Из книги Людмилы Абрамовой:
«Зима 1966-ro. Володя сыграл Галилея. Все предыдущие роли в Таганке были хороши – и сами по себе, и еще как обещание Настоящей Роли. Вершины. Он рубил ступени. Чтобы выйти на эту вершину, кроме актерского труда нужно было преодолеть еще один очень крутой подъем, оставить позади очень страшную трещину – надо было, перестать пить. В этом преодолении сложилось многое – Володино усилие воли, помощь врачей, вера и желание близких. Больше всех, наверное, — требовательная любовь Юрия Петровича Любимова: Володя совершал свое восхождение не в одиночку, это было восхождение любимовского театра. Володина беда была общая беда театра, Володина победа – победа общая. Какая победа! Какая была премьера!
Роль Галилея была Настоящая Роль. И жизнь изменилась – дети перестали болеть всерьез – так, по мелочам – иногда короткая простуда, иногда зубы, иногда шишки и царапины. Был хороший детский сад, новогодние елки, первомайские салюты, цветы на Володиных спектаклях, замечательные друзья, новые книги Стругацких, новые Володины песни. Был понедельник, когда я отвозила мальчиков в сад и всю дорогу им читала или рассказывала, и по дороге мы обязательно покупали пирожные эклеры, которые продавались на Казанском вокзале... Были субботы, когда с утра мы с Ниной Максимовной готовили вместе обед и вылизывали квартиру, а потом я ехала за детьми, и тут уже они мне всю дорогу рассказывали про своих друзей, про свои проделки, игры, про большого серого кролика, который жил в саду. Будь он неладен, этот кролик, — однажды пришлось его взять из детского сада домой, он украсил нам выходные дни!
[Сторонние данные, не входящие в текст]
//
// Copyright (c) The Holo Core Contributors
//
// SPDX-License-Identifier: MIT
//

use std::cell::RefCell;
use std::net::{IpAddr, Ipv4Addr, Ipv6Addr};

use bytes::{Buf, BufMut, Bytes, BytesMut, TryGetError};

thread_local!(
    pub static TLS_BUF: RefCell<BytesMut> =
        RefCell::new(BytesMut::with_capacity(4096))
);

// Extension methods for Bytes.
//
// All getters are fallible: reading past the end of the buffer returns a
// `TryGetError` instead of panicking.
pub trait BytesExt {
    /// Gets an unsigned 24 bit integer from `self` in the big-endian byte
    /// order.
    ///
    /// The current position is advanced by 3.
    fn try_get_u24(&mut self) -> Result<u32, TryGetError>;

    /// Gets an IPv4 addr from `self` in big-endian byte order.
    ///
    /// The current position is advanced by 4.
    fn try_get_ipv4(&mut self) -> Result<Ipv4Addr, TryGetError>;

    /// Gets an optional IPv4 addr from `self` in big-endian byte order.
    ///
    /// The current position is advanced by 4.
    fn try_get_opt_ipv4(&mut self) -> Result<Option<Ipv4Addr>, TryGetError>;

    /// Gets an IPv6 addr from `self` in big-endian byte order.
    ///
    /// The current position is advanced by 16.
    fn try_get_ipv6(&mut self) -> Result<Ipv6Addr, TryGetError>;

    /// Splits off the next `len` bytes, failing if not enough data is
    /// available.
    fn try_split_to(&mut self, len: usize) -> Result<Bytes, TryGetError>;
}

// Extension methods for BytesMut.
pub trait BytesMutExt {
    /// Writes an unsigned 24 bit integer to `self` in big-endian byte order.
    ///
    /// The current position is advanced by 3.
    fn put_u24(&mut self, n: u32);

    /// Writes an IP addr to `self` in big-endian byte order.
    ///
    /// The current position is advanced by 4 or 16.
    fn put_ip(&mut self, addr: &IpAddr);

    /// Writes an IPv4 addr to `self` in big-endian byte order.
    ///
    /// The current position is advanced by 4.
    fn put_ipv4(&mut self, addr: &Ipv4Addr);

    /// Writes an IPv6 addr to `self` in big-endian byte order.
    ///
    /// The current position is advanced by 16.
    fn put_ipv6(&mut self, addr: &Ipv6Addr);
}

// ===== impl Bytes =====

impl BytesExt for Bytes {
    fn try_get_u24(&mut self) -> Result<u32, TryGetError> {
        check_remaining(self, 3)?;
        let mut n = [0; 4];
        self.copy_to_slice(&mut n[1..=3]);
        Ok(u32::from_be_bytes(n))
    }

    fn try_get_ipv4(&mut self) -> Result<Ipv4Addr, TryGetError> {
        self.try_get_u32().map(Ipv4Addr::from)
    }

    fn try_get_opt_ipv4(&mut self) -> Result<Option<Ipv4Addr>, TryGetError> {
        let addr = self.try_get_ipv4()?;
        Ok((!addr.is_unspecified()).then_some(addr))
    }

    fn try_get_ipv6(&mut self) -> Result<Ipv6Addr, TryGetError> {
        self.try_get_u128().map(Ipv6Addr::from)
    }

    fn try_split_to(&mut self, len: usize) -> Result<Bytes, TryGetError> {
        check_remaining(self, len)?;
        Ok(self.split_to(len))
    }
}

// ===== impl BytesMut =====

impl BytesMutExt for BytesMut {
    fn put_u24(&mut self, n: u32) {
        let n = n.to_be_bytes();
        self.put_slice(&n[1..=3]);
    }

    fn put_ip(&mut self, addr: &IpAddr) {
        match addr {
            IpAddr::V4(addr) => self.put_slice(&addr.octets()),
            IpAddr::V6(addr) => self.put_slice(&addr.octets()),
        }
    }

    fn put_ipv4(&mut self, addr: &Ipv4Addr) {
        self.put_u32((*addr).into())
    }

    fn put_ipv6(&mut self, addr: &Ipv6Addr) {
        self.put_slice(&addr.octets())
    }
}

// ===== helper functions =====

fn check_remaining(buf: &Bytes, requested: usize) -> Result<(), TryGetError> {
    if buf.remaining() < requested {
        return Err(TryGetError {
            requested,
            available: buf.remaining(),
        });
    }
    Ok(())
}

// ===== unit tests =====

#[cfg(test)]
mod tests {
    use super::*;

    #[test]
    fn short_reads_fail_without_advancing() {
        let mut buf = Bytes::from_static(&[0x01, 0x02]);
        let error = buf.try_get_u24().unwrap_err();
        assert_eq!(error.requested, 3);
        assert_eq!(error.available, 2);
        assert_eq!(buf.len(), 2);
        assert!(buf.try_split_to(3).is_err());
        assert_eq!(buf.try_split_to(2).unwrap().as_ref(), &[0x01, 0x02]);
    }

    #[test]
    fn u24_round_trip() {
        let mut out = BytesMut::new();
        out.put_u24(0x00ab_cdef);
        let mut buf = out.freeze();
        assert_eq!(buf.try_get_u24().unwrap(), 0x00ab_cdef);
    }
}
Счастье пересказать нельзя, у него нет сюжета, есть только хронология, не пересказ, а перечисление: Володя, Аркаша, Никита, сестра Лена. Зима, весна, лето, осень. Керенский, Маяковский, Галилей, Хлопуша. Гена Шпаликов, Миша Анчаров, Веня Смехов, Валерка Золотухин... А на спектаклях я очень много плакала – как будто уже не боялась расслабиться, выплакивала все то, что сдерживалось за всю минувшую черную зебрину полосу. Вспоминать – не больно. Слезы были легкие. Одно плохо – счастье эгоистично. Я, видно, так никогда и не узнаю: был ли в эти годы Володя счастлив?»
Вениамин Смехов:
«Один спектакль я обошел в перечислении. Перед «Гамлетом» был выпущен и сразу же запрещен – «Берегите ваши лица». Стихи Андрея Вознесенского. Дважды сыграли на публике. Не знаю, согласится ли со мной автор, но, не будь Высоцкого среди нас, исполнителей, никому из начальства в голову бы не пришло чинить препятствия. Впрочем, не будь Высоцкого, не было бы и спектакля. Помимо наших общих сцен-чтений и сцен-пантомим, Володя участвовал и как соавтор Вознесенского, и как «сокомпозитор» с Б. Хмельницким. «Я изучил все ноты от и до», — это первая его вещь, и звучала в первой трети спектакля, когда мы на черных подъемниках на ярком фоне в черных же свитерах восседали всемером, точно воробушки, либо ноты – от и до. А во второй половине, в сцене, где речь шла об убийстве Кеннеди, Володя с верхнего подъемника всем нам, стоящим перед ним, и залу, сидящему позади нас, пел свою гениальную «Охоту на волков...» И здесь я ставлю точку.
Все роли Высоцкого в театре образуют, вкупе с другими актерскими работами, одно единое целое. Так случилось на нашем перекрестке театральной судьбы, что и весь театр на Таганке сыграл какую-то важную роль. Может быть, в будущем окажется, что и наше поколение в истории отечества сыграло немалую роль. И тогда следует отметить безусловность факта: в главной роли в нашем поколении выступил артист Владимир Высоцкий.
В 1980 году на служебном входе раздался звонок. Шутник спросил по телефону: «Кто у вас сегодня играет Высоцкого?» И вахтер, не моргнув, ответил: «Гамлет»!»